Diário – Como o senhor vê a responsabilidade de conduzir este estudo, considerando a expectativa da sociedade e a proporção da pandemia?
Fabiano Ramos – A responsabilidade é muito grande, mas ao mesmo tempo, tudo o que tem acontecido nos motiva em torno deste grande desafio. E pelo momento histórico, ninguém vivenciou isto ou algo parecido até então, e participar disto com uma pesquisa que traz bastante esperança para a população é muito importante para nós. O hospital não mediu esforços para poder participar dela junto com o Butantan. Sempre agradecemos muito a direção do hospital, por ter encarado este desafio junto, hoje é um desafio de todos, não apenas do grupo de pesquisa. Manter distanciamento e não esquecer que estamos no meio de uma pandemia mostram que este estudo é bastante complexo. Mas acho que temos todas as condições de cumprir.

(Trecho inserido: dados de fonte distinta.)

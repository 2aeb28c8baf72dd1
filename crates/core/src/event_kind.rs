//! Classification of domain events into notification templates.
//!
//! Every event kind maps to a fixed `(title, severity)` pair through
//! [`EventKind::template`]. The match is exhaustive, so adding a kind
//! without a template is a compile error; kinds that arrive on subjects
//! the registry does not know are carried as [`EventKind::Other`] and get
//! the generic template.

use std::fmt;

use crate::notification::Severity;

/// Title and severity a notification inherits from its event kind.
#[derive(Debug, Clone, Copy, PartialEq, Eq)]
pub struct NotificationTemplate {
    pub title: &'static str,
    pub severity: Severity,
}

/// Logical kind of a domain event travelling on the bus.
#[derive(Debug, Clone, PartialEq, Eq, Hash)]
pub enum EventKind {
    /// A service asked for a notification to be shown verbatim.
    NotificationRequested,
    OrderCreated,
    OrderUpdated,
    OrderCancelled,
    OrderStatusChanged,
    LowStock,
    PaymentConfirmed,
    PaymentFailed,
    /// Anything else, carrying its own type tag.
    Other(String),
}

impl EventKind {
    /// Every kind with a dedicated subject in the registry.
    pub const KNOWN: [EventKind; 8] = [
        EventKind::NotificationRequested,
        EventKind::OrderCreated,
        EventKind::OrderUpdated,
        EventKind::OrderCancelled,
        EventKind::OrderStatusChanged,
        EventKind::LowStock,
        EventKind::PaymentConfirmed,
        EventKind::PaymentFailed,
    ];

    /// Notification type tag stored on records created from this kind.
    pub fn type_tag(&self) -> &str {
        match self {
            EventKind::NotificationRequested => "DIRECT",
            EventKind::OrderCreated => "ORDER_CREATED",
            EventKind::OrderUpdated => "ORDER_UPDATED",
            EventKind::OrderCancelled => "ORDER_CANCELLED",
            EventKind::OrderStatusChanged => "ORDER_STATUS_CHANGED",
            EventKind::LowStock => "LOW_STOCK",
            EventKind::PaymentConfirmed => "PAYMENT_CONFIRMED",
            EventKind::PaymentFailed => "PAYMENT_FAILED",
            EventKind::Other(tag) => tag,
        }
    }

    pub fn template(&self) -> NotificationTemplate {
        let (title, severity) = match self {
            EventKind::OrderCreated => ("New Order", Severity::Success),
            EventKind::OrderUpdated => ("Order Updated", Severity::Info),
            EventKind::OrderCancelled => ("Order Cancelled", Severity::Warning),
            EventKind::OrderStatusChanged => ("Order Status Changed", Severity::Info),
            EventKind::LowStock => ("Low Stock", Severity::Error),
            EventKind::PaymentConfirmed => ("Payment Confirmed", Severity::Success),
            EventKind::PaymentFailed => ("Payment Failed", Severity::Error),
            EventKind::NotificationRequested => ("Direct Notification", Severity::Info),
            EventKind::Other(_) => ("Notification", Severity::Info),
        };
        NotificationTemplate { title, severity }
    }
}

impl fmt::Display for EventKind {
    fn fmt(&self, f: &mut fmt::Formatter<'_>) -> fmt::Result {
        f.write_str(self.type_tag())
    }
}

// ---------------------------------------------------------------------------
// Tests
// ---------------------------------------------------------------------------

#[cfg(test)]
mod tests {
    use super::*;

    fn template_of(kind: EventKind) -> (&'static str, Severity) {
        let t = kind.template();
        (t.title, t.severity)
    }

    #[test]
    fn core_kinds_map_to_their_templates() {
        assert_eq!(template_of(EventKind::OrderCreated), ("New Order", Severity::Success));
        assert_eq!(
            template_of(EventKind::OrderCancelled),
            ("Order Cancelled", Severity::Warning)
        );
        assert_eq!(template_of(EventKind::LowStock), ("Low Stock", Severity::Error));
        assert_eq!(
            template_of(EventKind::PaymentConfirmed),
            ("Payment Confirmed", Severity::Success)
        );
        assert_eq!(
            template_of(EventKind::NotificationRequested),
            ("Direct Notification", Severity::Info)
        );
    }

    #[test]
    fn unrecognized_kind_gets_generic_template() {
        let kind = EventKind::Other("INVENTORY_AUDIT".into());
        assert_eq!(template_of(kind.clone()), ("Notification", Severity::Info));
        assert_eq!(kind.type_tag(), "INVENTORY_AUDIT");
    }

    #[test]
    fn direct_requests_are_tagged_direct() {
        assert_eq!(EventKind::NotificationRequested.type_tag(), "DIRECT");
        assert_eq!(EventKind::LowStock.to_string(), "LOW_STOCK");
    }

    #[test]
    fn known_kinds_have_distinct_tags() {
        let kinds = EventKind::KNOWN;
        let mut tags: Vec<&str> = kinds.iter().map(EventKind::type_tag).collect();
        tags.sort_unstable();
        tags.dedup();
        assert_eq!(tags.len(), kinds.len());
    }
}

Diário – Parte da população teme a eficácia da vacina, por ela ter sido feita na China, onde o vírus também surgiu. Há risco?
Fabiano Ramos – Sempre comento que temos estudos iniciais que mostraram muito bons resultados, e por trás dele está o Butantan, que é um instituto com mais de 100 anos de história, com ampla experiência no desenvolvimento de vacinas. Com certeza eles tiveram a oportunidade de avaliar não apenas este, mas inúmeros imunizantes ou possibilidades de vacina para trazer para o Brasil, e dentro destas possibilidades foi destacada esta produzida pela Sinovac. Tendo esta chancela do Instituto Butantan, ficamos realmente muito tranquilos no que pensar em relação a uma vacina que seja segura e venha para proteger a população.